WHAT YOU HAVE TO DO: Each line from the one containing "let fit = ctx.solve(&vec![0.0;" through the last line of the material below is to be transcribed exactly, with nothing else included.

### DATA RECORDS ###

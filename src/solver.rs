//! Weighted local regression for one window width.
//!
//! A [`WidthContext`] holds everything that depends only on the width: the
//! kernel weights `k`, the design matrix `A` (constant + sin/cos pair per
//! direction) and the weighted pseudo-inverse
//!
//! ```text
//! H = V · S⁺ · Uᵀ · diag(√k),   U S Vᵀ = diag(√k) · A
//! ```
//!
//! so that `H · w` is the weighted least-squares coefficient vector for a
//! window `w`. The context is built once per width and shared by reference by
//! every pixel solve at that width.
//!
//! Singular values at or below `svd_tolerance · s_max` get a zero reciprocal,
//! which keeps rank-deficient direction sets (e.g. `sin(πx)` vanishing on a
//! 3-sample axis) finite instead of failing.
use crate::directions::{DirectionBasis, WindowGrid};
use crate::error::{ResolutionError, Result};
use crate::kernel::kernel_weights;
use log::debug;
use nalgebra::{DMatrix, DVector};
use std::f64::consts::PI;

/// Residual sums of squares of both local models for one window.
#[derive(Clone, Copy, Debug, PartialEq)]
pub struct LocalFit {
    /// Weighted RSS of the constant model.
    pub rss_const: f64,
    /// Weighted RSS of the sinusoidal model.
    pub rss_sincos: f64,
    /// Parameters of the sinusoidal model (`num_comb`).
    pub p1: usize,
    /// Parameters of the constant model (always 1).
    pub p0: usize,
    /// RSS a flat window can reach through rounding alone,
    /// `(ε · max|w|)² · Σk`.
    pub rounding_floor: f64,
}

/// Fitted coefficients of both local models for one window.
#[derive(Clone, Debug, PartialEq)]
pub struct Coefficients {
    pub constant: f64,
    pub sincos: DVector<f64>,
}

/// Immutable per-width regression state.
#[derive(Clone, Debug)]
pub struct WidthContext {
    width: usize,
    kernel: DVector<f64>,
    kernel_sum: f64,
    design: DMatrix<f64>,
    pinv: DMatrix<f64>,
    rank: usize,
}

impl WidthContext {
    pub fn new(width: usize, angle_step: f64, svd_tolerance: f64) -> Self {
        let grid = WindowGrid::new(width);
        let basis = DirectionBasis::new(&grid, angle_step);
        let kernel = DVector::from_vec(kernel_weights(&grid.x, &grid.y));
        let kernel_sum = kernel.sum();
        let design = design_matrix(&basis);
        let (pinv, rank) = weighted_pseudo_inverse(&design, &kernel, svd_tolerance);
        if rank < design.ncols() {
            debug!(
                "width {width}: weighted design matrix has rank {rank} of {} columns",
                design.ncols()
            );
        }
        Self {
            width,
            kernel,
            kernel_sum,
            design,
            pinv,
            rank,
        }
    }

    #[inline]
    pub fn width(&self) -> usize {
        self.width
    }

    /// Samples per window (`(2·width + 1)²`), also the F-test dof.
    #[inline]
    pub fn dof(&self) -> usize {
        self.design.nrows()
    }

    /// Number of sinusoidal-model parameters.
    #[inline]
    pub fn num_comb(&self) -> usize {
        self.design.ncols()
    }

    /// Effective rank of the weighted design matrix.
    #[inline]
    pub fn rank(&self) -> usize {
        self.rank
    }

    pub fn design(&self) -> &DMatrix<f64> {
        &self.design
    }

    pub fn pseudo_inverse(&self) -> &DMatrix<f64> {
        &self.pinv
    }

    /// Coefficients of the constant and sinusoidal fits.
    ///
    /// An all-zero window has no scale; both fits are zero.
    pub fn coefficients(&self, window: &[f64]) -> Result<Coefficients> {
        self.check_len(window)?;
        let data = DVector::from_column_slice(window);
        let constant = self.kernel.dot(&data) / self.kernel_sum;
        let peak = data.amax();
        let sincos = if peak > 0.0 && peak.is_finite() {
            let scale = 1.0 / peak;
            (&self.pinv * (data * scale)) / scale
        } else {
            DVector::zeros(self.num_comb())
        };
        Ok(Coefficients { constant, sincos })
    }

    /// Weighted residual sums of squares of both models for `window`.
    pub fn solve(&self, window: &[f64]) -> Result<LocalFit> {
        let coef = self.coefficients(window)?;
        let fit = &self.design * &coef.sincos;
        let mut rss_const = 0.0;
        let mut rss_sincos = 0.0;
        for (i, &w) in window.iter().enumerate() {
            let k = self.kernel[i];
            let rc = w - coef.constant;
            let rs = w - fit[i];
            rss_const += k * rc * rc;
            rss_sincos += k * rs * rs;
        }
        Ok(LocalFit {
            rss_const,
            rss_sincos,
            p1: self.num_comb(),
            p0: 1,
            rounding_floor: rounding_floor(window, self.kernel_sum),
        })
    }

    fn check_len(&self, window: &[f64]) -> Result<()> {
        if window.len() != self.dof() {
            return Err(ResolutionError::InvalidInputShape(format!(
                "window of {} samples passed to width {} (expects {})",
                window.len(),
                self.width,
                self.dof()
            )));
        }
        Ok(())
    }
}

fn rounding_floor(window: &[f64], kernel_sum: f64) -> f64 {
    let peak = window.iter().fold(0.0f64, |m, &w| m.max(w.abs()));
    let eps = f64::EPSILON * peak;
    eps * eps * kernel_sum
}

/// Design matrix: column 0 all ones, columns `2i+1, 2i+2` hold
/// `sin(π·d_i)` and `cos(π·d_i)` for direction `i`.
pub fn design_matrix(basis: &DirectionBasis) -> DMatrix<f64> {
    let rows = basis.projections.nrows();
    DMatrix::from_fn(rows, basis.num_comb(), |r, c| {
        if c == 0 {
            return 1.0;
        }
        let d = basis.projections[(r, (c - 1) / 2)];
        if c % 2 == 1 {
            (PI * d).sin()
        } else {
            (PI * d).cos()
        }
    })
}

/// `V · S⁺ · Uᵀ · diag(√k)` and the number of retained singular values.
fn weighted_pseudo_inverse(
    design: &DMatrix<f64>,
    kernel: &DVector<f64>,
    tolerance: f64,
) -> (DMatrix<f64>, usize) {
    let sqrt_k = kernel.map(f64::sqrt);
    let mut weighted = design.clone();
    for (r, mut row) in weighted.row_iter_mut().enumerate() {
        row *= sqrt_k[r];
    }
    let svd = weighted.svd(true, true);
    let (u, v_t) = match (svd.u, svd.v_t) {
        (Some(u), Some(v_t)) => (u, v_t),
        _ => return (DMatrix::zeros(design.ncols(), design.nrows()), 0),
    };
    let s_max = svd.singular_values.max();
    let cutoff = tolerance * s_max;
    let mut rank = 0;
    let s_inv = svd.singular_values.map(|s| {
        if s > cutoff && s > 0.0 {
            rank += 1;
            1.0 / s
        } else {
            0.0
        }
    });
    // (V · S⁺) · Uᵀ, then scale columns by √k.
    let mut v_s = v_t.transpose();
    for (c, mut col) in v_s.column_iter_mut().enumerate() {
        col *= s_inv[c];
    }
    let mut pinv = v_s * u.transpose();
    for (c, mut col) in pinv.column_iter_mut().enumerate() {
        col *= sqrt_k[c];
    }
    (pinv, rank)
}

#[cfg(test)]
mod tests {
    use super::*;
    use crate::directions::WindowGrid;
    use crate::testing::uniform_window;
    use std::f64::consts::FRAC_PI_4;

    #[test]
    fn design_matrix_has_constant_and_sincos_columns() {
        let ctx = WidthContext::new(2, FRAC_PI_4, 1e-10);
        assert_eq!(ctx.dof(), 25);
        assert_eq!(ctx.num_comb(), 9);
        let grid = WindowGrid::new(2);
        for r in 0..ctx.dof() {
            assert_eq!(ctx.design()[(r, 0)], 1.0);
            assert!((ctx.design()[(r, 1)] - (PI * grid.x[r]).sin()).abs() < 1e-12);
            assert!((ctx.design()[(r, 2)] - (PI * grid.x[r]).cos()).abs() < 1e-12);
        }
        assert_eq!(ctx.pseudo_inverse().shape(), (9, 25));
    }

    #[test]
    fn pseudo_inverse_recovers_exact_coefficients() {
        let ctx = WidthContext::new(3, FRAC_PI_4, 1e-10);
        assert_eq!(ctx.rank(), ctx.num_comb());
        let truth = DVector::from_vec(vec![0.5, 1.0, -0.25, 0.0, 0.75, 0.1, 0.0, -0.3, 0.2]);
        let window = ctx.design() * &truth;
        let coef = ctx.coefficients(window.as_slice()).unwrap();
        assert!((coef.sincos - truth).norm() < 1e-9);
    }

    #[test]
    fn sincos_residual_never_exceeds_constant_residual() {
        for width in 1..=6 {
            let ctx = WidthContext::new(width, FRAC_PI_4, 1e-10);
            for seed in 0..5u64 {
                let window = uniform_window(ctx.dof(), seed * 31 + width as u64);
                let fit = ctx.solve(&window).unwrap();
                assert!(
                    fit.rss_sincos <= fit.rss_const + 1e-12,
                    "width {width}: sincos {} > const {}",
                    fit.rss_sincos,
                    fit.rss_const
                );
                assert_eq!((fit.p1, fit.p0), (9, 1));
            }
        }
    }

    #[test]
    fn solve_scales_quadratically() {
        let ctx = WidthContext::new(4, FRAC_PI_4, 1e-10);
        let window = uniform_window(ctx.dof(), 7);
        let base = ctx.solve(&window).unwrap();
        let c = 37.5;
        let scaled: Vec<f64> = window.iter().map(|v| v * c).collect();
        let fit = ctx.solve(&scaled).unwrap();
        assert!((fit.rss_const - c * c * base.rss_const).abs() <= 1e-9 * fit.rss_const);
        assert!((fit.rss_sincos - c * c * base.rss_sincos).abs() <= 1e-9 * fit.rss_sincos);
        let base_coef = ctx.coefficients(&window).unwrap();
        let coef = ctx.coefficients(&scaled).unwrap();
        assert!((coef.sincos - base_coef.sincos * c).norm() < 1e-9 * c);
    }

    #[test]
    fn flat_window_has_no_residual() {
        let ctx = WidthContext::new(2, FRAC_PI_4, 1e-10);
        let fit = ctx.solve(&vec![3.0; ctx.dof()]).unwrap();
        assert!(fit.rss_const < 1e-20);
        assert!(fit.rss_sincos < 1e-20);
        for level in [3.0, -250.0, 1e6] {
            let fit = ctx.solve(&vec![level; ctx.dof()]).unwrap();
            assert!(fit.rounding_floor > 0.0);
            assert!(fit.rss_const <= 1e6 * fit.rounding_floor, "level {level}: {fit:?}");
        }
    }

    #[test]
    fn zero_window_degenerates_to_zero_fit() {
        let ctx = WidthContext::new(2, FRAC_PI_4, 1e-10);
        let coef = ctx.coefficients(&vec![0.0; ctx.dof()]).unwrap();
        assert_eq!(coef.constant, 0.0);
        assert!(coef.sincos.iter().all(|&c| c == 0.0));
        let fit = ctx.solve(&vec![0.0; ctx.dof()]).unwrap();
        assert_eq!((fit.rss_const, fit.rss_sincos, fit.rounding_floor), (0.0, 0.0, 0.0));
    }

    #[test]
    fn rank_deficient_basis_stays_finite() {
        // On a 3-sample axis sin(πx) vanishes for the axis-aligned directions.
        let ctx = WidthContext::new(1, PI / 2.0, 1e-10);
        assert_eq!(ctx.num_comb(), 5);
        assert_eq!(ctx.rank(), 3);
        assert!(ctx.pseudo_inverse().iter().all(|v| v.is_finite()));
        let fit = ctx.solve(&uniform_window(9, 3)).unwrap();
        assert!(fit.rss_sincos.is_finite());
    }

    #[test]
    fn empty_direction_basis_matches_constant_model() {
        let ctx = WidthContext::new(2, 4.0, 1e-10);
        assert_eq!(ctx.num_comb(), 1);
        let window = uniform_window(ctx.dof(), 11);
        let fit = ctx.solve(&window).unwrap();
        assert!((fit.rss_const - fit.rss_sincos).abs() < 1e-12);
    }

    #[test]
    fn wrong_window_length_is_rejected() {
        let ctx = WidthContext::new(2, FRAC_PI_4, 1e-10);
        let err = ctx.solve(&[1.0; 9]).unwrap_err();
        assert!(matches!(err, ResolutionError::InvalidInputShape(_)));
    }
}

###

REPLY TO THE TASK:
        let fit = ctx.solve(&vec![0.0; ctx.dof()]).unwrap();
        assert_eq!((fit.rss_const, fit.rss_sincos, fit.rounding_floor), (0.0, 0.0, 0.0));
    }

    #[test]
    fn rank_deficient_basis_stays_finite() {
        // On a 3-sample axis sin(πx) vanishes for the axis-aligned directions.
        let ctx = WidthContext::new(1, PI / 2.0, 1e-10);
        assert_eq!(ctx.num_comb(), 5);
        assert_eq!(ctx.rank(), 3);
        assert!(ctx.pseudo_inverse().iter().all(|v| v.is_finite()));
        let fit = ctx.solve(&uniform_window(9, 3)).unwrap();
        assert!(fit.rss_sincos.is_finite());
    }

    #[test]
    fn empty_direction_basis_matches_constant_model() {
        let ctx = WidthContext::new(2, 4.0, 1e-10);
        assert_eq!(ctx.num_comb(), 1);
        let window = uniform_window(ctx.dof(), 11);
        let fit = ctx.solve(&window).unwrap();
        assert!((fit.rss_const - fit.rss_sincos).abs() < 1e-12);
    }

    #[test]
    fn wrong_window_length_is_rejected() {
        let ctx = WidthContext::new(2, FRAC_PI_4, 1e-10);
        let err = ctx.solve(&[1.0; 9]).unwrap_err();
        assert!(matches!(err, ResolutionError::InvalidInputShape(_)));
    }
}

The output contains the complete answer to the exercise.